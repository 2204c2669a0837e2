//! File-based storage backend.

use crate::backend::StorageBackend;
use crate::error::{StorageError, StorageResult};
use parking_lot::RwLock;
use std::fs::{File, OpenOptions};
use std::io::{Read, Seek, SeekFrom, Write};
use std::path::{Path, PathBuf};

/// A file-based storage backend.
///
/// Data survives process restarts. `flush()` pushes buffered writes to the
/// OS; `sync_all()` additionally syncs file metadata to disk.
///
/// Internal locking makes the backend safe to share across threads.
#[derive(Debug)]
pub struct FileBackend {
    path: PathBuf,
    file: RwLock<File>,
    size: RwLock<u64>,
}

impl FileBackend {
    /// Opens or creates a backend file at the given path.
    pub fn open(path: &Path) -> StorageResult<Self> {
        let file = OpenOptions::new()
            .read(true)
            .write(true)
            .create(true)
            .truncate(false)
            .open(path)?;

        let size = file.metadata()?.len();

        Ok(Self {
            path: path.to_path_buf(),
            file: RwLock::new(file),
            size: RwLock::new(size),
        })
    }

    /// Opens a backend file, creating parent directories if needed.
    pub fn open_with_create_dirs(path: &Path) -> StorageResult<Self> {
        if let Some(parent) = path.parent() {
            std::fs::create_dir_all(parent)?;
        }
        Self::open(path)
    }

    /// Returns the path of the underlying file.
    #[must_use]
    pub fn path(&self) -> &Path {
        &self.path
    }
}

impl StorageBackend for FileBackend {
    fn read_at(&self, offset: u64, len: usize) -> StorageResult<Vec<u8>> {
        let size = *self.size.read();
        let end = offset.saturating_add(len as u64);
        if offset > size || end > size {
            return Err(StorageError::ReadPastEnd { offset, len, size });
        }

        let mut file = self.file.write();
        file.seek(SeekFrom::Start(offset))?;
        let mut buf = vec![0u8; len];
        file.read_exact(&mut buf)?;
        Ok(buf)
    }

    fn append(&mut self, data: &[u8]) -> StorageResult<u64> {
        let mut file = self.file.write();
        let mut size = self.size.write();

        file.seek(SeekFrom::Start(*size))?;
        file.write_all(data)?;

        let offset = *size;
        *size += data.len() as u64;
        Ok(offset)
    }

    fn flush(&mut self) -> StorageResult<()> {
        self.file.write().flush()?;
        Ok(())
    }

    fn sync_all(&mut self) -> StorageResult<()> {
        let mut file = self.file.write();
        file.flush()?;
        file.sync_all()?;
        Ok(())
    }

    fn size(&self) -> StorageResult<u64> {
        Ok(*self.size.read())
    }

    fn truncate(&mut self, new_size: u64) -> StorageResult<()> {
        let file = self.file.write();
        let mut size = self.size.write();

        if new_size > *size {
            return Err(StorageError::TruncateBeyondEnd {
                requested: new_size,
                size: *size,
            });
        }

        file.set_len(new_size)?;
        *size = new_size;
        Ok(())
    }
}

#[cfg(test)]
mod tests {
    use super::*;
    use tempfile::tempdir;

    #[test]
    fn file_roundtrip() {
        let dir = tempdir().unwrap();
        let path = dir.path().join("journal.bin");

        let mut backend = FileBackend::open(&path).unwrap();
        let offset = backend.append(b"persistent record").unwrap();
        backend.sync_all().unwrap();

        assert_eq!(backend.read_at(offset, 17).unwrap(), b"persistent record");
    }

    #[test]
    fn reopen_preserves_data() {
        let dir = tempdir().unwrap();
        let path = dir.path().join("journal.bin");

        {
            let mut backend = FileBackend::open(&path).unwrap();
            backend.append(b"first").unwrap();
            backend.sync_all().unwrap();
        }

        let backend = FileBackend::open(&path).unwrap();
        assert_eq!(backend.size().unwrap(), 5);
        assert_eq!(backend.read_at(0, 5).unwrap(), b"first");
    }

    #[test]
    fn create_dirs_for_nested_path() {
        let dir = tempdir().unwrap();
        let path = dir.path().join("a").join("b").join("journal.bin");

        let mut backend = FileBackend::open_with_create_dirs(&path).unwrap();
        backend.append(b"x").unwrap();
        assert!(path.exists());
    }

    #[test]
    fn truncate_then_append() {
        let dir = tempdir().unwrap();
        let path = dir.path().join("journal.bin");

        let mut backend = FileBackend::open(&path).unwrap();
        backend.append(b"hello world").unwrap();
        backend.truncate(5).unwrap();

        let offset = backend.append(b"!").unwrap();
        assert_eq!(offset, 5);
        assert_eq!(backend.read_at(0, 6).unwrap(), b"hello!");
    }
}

**WORK TO BE COMPLETED**
Retype the records above in full, exactly as they appear.

**ANSWER BELOW**
repository 2204c2669a0837e2
//! File-based storage backend.

use crate::backend::StorageBackend;
use crate::error::{StorageError, StorageResult};
use parking_lot::RwLock;
use std::fs::{File, OpenOptions};
use std::io::{Read, Seek, SeekFrom, Write};
use std::path::{Path, PathBuf};

/// A file-based storage backend.
///
/// Data survives process restarts. `flush()` pushes buffered writes to the
/// OS; `sync_all()` additionally syncs file metadata to disk.
///
/// Internal locking makes the backend safe to share across threads.
#[derive(Debug)]
pub struct FileBackend {
    path: PathBuf,
    file: RwLock<File>,
    size: RwLock<u64>,
}

impl FileBackend {
    /// Opens or creates a backend file at the given path.
    pub fn open(path: &Path) -> StorageResult<Self> {
        let file = OpenOptions::new()
            .read(true)
            .write(true)
            .create(true)
            .truncate(false)
            .open(path)?;

        let size = file.metadata()?.len();

        Ok(Self {
            path: path.to_path_buf(),
            file: RwLock::new(file),
            size: RwLock::new(size),
        })
    }

    /// Opens a backend file, creating parent directories if needed.
    pub fn open_with_create_dirs(path: &Path) -> StorageResult<Self> {
        if let Some(parent) = path.parent() {
            std::fs::create_dir_all(parent)?;
        }
        Self::open(path)
    }

    /// Returns the path of the underlying file.
    #[must_use]
    pub fn path(&self) -> &Path {
        &self.path
    }
}

impl StorageBackend for FileBackend {
    fn read_at(&self, offset: u64, len: usize) -> StorageResult<Vec<u8>> {
        let size = *self.size.read();
        let end = offset.saturating_add(len as u64);
        if offset > size || end > size {
            return Err(StorageError::ReadPastEnd { offset, len, size });
        }

        let mut file = self.file.write();
        file.seek(SeekFrom::Start(offset))?;
        let mut buf = vec![0u8; len];
        file.read_exact(&mut buf)?;
        Ok(buf)
    }

    fn append(&mut self, data: &[u8]) -> StorageResult<u64> {
        let mut file = self.file.write();
        let mut size = self.size.write();

        file.seek(SeekFrom::Start(*size))?;
        file.write_all(data)?;

        let offset = *size;
        *size += data.len() as u64;
        Ok(offset)
    }

    fn flush(&mut self) -> StorageResult<()> {
        self.file.write().flush()?;
        Ok(())
    }

    fn sync_all(&mut self) -> StorageResult<()> {
        let mut file = self.file.write();
        file.flush()?;
        file.sync_all()?;
        Ok(())
    }

    fn size(&self) -> StorageResult<u64> {
        Ok(*self.size.read())
    }

    fn truncate(&mut self, new_size: u64) -> StorageResult<()> {
        let file = self.file.write();
        let mut size = self.size.write();

        if new_size > *size {
            return Err(StorageError::TruncateBeyondEnd {
                requested: new_size,
                size: *size,
            });
        }

        file.set_len(new_size)?;
        *size = new_size;
        Ok(())
    }
}

#[cfg(test)]
mod tests {
    use super::*;
    use tempfile::tempdir;

    #[test]
    fn file_roundtrip() {
        let dir = tempdir().unwrap();
        let path = dir.path().join("journal.bin");

        let mut backend = FileBackend::open(&path).unwrap();
        let offset = backend.append(b"persistent record").unwrap();
        backend.sync_all().unwrap();

        assert_eq!(backend.read_at(offset, 17).unwrap(), b"persistent record");
    }

    #[test]
    fn reopen_preserves_data() {
        let dir = tempdir().unwrap();
        let path = dir.path().join("journal.bin");

        {
            let mut backend = FileBackend::open(&path).unwrap();
            backend.append(b"first").unwrap();
            backend.sync_all().unwrap();
        }

        let backend = FileBackend::open(&path).unwrap();
        assert_eq!(backend.size().unwrap(), 5);
        assert_eq!(backend.read_at(0, 5).unwrap(), b"first");
    }

    #[test]
    fn create_dirs_for_nested_path() {
        let dir = tempdir().unwrap();
        let path = dir.path().join("a").join("b").join("journal.bin");

        let mut backend = FileBackend::open_with_create_dirs(&path).unwrap();
        backend.append(b"x").unwrap();
        assert!(path.exists());
    }

    #[test]
    fn truncate_then_append() {
        let dir = tempdir().unwrap();
        let path = dir.path().join("journal.bin");

        let mut backend = FileBackend::open(&path).unwrap();
        backend.append(b"hello world").unwrap();
        backend.truncate(5).unwrap();

        let offset = backend.append(b"!").unwrap();
        assert_eq!(offset, 5);
        assert_eq!(backend.read_at(0, 6).unwrap(), b"hello!");
    }
}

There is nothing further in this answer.